Xicatrice is a Japanese role-playing video game developed and published by Nippon Ichi Software. It was released on June 29, 2023 for the Nintendo Switch, PlayStation 4, and PlayStation 5 platforms. No announcements on an English language release have been made.

==Story==
The game takes place in an alternate history where, one hundred years prior to the present, humanity began developing various superpowers, that were used to both better and hurt society. To help control and deter the negative effects, a special forces enforcement group, "Anti Abnormal Unusual Talent Team" (AUT) was created. The game takes place in modern Japan and follows Renshi Kamiya, a special forces AUT member turned teacher after an incident in his past caused him to lose his superpowers. He joins a secondary group - "Reserve Anti Unusual Talent Team" (RAUT) - a group that watches over and trains students struggling to control their own developing superpowers.

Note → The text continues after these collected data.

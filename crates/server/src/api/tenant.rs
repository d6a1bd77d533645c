//! Tenant lifecycle endpoints.

use std::sync::Arc;

use axum::extract::State;
use axum::http::StatusCode;
use axum::Json;
use serde::Serialize;
use tracing::info;

use super::{registry_error, ApiResult, Tenant};
use crate::state::AppState;

#[derive(Debug, Serialize)]
#[serde(rename_all = "camelCase")]
pub struct TenantInitResponse {
    pub tenant: String,
    pub registered_triggers: usize,
}

#[derive(Debug, Serialize)]
#[serde(rename_all = "camelCase")]
pub struct TenantTeardownResponse {
    pub tenant: String,
    pub deleted_timers: usize,
}

/// Provision the tenant's timer table and register triggers for stored timers.
pub async fn tenant_init(
    State(state): State<Arc<AppState>>,
    Tenant(ctx): Tenant,
) -> ApiResult<(StatusCode, Json<TenantInitResponse>)> {
    let registered = state
        .registry
        .init_tenant(&ctx)
        .await
        .map_err(|e| registry_error(&ctx, e))?;
    info!(tenant = %ctx.tenant(), registered, "tenant initialised");
    Ok((
        StatusCode::CREATED,
        Json(TenantInitResponse {
            tenant: ctx.tenant().to_string(),
            registered_triggers: registered,
        }),
    ))
}

/// Delete every timer of the tenant together with its trigger.
pub async fn tenant_teardown(
    State(state): State<Arc<AppState>>,
    Tenant(ctx): Tenant,
) -> ApiResult<Json<TenantTeardownResponse>> {
    let deleted = state
        .registry
        .delete_all(&ctx)
        .await
        .map_err(|e| registry_error(&ctx, e))?;
    info!(tenant = %ctx.tenant(), deleted, "tenant timers removed");
    Ok(Json(TenantTeardownResponse {
        tenant: ctx.tenant().to_string(),
        deleted_timers: deleted,
    }))
}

Kamiya's class consists of seven core students: Haruki Suzuhira, who is enthusiastic but sometimes crumbles under pressure, Yuichi Kamishiro, who is blunt and distant, yet admired for his combat skills, Kei Namisaki, who is mature, yet at times overwhelming and indignant, Toma Asahi, who is a helpful and devoted honor student, Shiduru Nagamiya who is admired for her beauty, Wakaba Shinomori who is athletic and straight to the point, and Ichika Otoha, who is polite and reserved, but distant. Different endings arise depending on the player's efforts and decisions in guiding the students of the class.

==Gameplay==
Xicatrice plays as a JRPG with turn-based battles with life sim elements. The player assumes the role of a teacher guiding students. In the life sim parts of the game, the player interacts with the students and creates a weekly lesson plan that develops them as fighters in the game's battle system, causing them to learn various skills and abilities that can be used in fighting and completing missions. Missions are graded on four different levels of quality in accomplishing them. Four difficulty options are available for the player to select. If the player does poorly and gets a bad ending, bonuses are awarded that help guide the player to better endings in subsequent playthroughs.

==Development==
The game was first announced in February 2023, as a game being developed and published by Nippon Ichi Software The developers described it as a "superpowers x academy RPG". The title is a play on the French word "cicatrice", which means "healing scars", and ties into the game's themes of students working through their respective emotional scars. The game is another in Nippon Ichi's efforts to develop and publish role-playing games in a school setting, following Monark (2022).

The game was released in Japan on June 29, 2023, for the Nintendo Switch, PlayStation 4, and PlayStation 5. A decision on making a possible English localization has not been announced, though publications noted it seemed to be a likely candidate for it by Nippon Ichi's Western branch, NIS America.

==Reception==
Famitsus four reviewers, on a scale of 1 to 10, gave the game a score of 7/7/7/8 (29/40).